Records to process:
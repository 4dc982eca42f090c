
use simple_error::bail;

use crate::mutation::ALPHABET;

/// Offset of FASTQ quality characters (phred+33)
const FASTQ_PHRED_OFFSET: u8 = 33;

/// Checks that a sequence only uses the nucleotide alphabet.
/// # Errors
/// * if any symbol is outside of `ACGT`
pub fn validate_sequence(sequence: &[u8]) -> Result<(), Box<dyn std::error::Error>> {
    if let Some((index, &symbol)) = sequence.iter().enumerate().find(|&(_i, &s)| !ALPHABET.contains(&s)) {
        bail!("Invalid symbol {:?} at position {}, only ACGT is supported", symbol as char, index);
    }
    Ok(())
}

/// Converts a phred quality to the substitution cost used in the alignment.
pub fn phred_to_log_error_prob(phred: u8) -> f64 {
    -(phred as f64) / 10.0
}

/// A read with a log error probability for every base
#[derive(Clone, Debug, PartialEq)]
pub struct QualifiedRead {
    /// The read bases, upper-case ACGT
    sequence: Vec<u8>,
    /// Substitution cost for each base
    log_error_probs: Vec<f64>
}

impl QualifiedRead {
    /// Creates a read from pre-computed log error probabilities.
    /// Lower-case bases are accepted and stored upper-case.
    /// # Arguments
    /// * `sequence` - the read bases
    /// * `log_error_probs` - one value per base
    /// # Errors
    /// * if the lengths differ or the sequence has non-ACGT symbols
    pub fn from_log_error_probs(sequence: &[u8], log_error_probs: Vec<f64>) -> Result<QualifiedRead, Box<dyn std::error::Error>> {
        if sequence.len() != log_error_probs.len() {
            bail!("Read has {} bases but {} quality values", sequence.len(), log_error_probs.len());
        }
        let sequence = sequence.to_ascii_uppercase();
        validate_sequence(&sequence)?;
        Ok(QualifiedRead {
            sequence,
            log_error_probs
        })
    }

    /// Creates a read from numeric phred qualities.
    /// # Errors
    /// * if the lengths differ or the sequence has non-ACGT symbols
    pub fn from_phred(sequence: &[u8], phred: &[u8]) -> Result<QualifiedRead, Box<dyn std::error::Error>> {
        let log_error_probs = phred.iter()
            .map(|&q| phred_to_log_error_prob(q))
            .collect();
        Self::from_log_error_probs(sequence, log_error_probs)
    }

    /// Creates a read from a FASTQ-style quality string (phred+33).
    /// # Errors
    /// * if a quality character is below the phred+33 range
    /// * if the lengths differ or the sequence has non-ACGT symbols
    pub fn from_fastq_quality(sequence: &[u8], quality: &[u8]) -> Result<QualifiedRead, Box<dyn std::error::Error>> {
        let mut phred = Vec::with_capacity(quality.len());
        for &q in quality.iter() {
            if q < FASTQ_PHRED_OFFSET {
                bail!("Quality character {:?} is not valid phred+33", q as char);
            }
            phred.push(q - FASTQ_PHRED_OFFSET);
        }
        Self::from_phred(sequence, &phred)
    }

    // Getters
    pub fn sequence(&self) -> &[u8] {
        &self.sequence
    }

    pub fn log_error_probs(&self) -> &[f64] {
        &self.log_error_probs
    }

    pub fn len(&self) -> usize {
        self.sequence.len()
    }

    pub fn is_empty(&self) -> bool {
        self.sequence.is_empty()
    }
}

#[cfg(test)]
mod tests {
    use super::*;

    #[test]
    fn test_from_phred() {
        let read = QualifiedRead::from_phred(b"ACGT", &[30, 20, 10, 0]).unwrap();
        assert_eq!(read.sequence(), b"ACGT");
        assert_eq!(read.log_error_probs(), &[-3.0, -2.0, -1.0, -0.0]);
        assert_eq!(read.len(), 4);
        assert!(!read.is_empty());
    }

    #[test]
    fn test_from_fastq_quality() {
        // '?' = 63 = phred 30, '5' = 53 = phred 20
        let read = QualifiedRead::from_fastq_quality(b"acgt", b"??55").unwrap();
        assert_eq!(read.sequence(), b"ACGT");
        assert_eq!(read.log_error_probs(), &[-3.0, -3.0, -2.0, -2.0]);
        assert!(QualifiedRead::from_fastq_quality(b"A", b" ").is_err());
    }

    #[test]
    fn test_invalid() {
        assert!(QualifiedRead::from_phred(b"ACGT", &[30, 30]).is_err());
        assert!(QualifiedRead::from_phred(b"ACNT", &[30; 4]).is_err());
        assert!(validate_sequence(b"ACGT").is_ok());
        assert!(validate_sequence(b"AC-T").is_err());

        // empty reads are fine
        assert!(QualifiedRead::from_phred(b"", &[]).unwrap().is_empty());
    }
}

* * *

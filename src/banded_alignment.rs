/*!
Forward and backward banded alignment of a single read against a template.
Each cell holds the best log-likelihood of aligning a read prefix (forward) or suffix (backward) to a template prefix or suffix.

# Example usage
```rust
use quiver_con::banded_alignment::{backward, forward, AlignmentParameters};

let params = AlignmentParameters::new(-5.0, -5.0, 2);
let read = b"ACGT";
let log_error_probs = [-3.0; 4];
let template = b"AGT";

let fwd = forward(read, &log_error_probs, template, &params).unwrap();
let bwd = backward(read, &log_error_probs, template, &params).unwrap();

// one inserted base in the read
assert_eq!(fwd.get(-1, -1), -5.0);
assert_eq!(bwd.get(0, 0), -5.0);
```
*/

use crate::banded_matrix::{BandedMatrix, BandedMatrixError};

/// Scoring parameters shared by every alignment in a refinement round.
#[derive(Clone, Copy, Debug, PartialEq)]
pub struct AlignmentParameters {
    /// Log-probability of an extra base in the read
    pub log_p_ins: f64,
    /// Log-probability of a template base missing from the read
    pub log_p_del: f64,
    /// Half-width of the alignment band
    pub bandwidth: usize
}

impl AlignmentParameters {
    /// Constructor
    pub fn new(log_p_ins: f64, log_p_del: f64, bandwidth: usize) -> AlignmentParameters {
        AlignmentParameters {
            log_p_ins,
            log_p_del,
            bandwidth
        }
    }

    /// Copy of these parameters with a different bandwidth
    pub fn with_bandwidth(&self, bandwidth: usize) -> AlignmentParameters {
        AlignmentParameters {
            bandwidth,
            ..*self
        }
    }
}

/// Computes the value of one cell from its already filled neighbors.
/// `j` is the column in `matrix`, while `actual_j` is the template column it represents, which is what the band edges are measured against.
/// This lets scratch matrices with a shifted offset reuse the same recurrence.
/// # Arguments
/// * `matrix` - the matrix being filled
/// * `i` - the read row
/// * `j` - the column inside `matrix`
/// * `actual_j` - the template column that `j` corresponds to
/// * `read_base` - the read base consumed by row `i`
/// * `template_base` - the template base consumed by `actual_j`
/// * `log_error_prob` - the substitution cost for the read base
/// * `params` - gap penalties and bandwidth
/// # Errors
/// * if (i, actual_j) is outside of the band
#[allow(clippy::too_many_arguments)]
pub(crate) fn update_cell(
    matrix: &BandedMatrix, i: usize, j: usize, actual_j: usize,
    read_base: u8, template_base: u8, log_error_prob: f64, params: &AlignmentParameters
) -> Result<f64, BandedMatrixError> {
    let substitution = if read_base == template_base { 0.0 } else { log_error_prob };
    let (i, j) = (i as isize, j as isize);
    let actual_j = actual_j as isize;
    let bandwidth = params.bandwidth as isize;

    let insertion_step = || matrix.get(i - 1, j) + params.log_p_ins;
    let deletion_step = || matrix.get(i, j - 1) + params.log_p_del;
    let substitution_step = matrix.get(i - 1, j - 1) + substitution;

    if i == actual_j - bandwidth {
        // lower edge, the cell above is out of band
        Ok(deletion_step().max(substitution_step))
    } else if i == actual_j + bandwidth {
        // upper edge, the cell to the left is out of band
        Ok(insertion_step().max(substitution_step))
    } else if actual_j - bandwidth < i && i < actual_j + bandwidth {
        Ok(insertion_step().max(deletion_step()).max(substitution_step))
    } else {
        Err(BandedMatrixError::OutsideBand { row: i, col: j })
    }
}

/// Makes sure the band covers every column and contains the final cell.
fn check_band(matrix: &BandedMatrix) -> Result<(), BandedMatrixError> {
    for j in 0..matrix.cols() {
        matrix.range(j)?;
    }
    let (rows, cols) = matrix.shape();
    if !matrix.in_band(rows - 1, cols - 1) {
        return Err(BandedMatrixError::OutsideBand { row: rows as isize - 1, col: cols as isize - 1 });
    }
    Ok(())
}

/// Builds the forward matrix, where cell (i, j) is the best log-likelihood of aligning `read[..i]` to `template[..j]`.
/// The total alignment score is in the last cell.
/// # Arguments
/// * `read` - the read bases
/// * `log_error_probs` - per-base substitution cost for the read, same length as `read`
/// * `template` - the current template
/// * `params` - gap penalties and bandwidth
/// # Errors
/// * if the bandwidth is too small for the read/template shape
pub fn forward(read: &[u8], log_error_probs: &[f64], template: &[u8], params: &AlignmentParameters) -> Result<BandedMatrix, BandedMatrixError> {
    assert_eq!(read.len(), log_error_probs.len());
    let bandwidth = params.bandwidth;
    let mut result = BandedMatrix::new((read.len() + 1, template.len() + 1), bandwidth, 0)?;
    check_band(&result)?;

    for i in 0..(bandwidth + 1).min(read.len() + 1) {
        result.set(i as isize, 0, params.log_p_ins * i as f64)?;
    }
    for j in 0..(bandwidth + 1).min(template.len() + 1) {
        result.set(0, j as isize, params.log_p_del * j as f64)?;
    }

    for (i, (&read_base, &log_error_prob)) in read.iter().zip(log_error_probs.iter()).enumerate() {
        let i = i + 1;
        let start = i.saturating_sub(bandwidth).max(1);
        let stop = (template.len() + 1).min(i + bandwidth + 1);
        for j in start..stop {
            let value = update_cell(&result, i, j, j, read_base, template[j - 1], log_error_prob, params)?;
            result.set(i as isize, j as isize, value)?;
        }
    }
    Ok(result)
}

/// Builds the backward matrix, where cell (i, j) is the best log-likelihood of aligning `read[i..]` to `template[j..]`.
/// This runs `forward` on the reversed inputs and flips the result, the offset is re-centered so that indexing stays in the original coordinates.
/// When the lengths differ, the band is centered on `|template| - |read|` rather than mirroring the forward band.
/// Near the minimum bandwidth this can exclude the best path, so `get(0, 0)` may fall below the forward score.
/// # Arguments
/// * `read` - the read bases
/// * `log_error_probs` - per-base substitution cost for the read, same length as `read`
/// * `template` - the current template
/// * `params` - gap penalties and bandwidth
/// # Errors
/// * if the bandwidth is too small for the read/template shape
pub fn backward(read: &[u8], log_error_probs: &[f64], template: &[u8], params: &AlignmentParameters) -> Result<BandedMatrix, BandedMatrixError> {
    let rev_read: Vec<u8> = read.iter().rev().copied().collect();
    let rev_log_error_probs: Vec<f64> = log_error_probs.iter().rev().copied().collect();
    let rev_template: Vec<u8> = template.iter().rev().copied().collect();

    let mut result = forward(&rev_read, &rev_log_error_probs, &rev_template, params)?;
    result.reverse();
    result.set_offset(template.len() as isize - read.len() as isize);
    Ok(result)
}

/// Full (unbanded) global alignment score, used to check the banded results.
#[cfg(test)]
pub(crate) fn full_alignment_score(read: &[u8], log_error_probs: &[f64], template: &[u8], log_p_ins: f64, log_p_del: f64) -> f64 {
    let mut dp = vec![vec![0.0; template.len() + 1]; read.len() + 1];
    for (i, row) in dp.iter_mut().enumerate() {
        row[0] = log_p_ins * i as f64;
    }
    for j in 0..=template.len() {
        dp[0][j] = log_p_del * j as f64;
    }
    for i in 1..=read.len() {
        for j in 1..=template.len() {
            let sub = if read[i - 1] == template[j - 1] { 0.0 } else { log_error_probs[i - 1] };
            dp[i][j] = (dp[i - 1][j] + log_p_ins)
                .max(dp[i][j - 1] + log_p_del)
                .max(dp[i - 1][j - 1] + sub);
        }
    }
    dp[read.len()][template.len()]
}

* * *

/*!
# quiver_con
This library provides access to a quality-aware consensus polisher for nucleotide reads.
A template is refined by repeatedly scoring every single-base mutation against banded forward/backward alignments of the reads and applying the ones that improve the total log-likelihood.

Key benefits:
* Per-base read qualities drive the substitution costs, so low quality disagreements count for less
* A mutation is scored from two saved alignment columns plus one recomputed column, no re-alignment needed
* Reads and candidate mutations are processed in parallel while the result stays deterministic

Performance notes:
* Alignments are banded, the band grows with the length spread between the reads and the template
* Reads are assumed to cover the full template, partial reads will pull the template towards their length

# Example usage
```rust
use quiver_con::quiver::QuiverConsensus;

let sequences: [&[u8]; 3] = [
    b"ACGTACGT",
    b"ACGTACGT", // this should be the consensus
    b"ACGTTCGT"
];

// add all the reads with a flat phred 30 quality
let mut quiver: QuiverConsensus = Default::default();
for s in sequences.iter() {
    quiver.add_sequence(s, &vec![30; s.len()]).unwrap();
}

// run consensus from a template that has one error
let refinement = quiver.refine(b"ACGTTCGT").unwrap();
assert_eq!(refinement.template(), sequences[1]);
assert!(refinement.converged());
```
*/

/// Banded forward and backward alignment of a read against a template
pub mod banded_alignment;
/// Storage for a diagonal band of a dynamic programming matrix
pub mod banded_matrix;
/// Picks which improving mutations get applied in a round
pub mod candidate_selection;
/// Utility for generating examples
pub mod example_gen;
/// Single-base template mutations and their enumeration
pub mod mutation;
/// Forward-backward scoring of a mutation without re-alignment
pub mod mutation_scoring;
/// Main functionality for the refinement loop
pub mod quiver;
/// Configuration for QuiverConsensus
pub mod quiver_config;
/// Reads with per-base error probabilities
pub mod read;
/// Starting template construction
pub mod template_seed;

Brief:
Which lines of the records above hold the word "probabilities"? Copy each one out.

Solution to the exercise:
    /// Creates a read from pre-computed log error probabilities.
/// Reads with per-base error probabilities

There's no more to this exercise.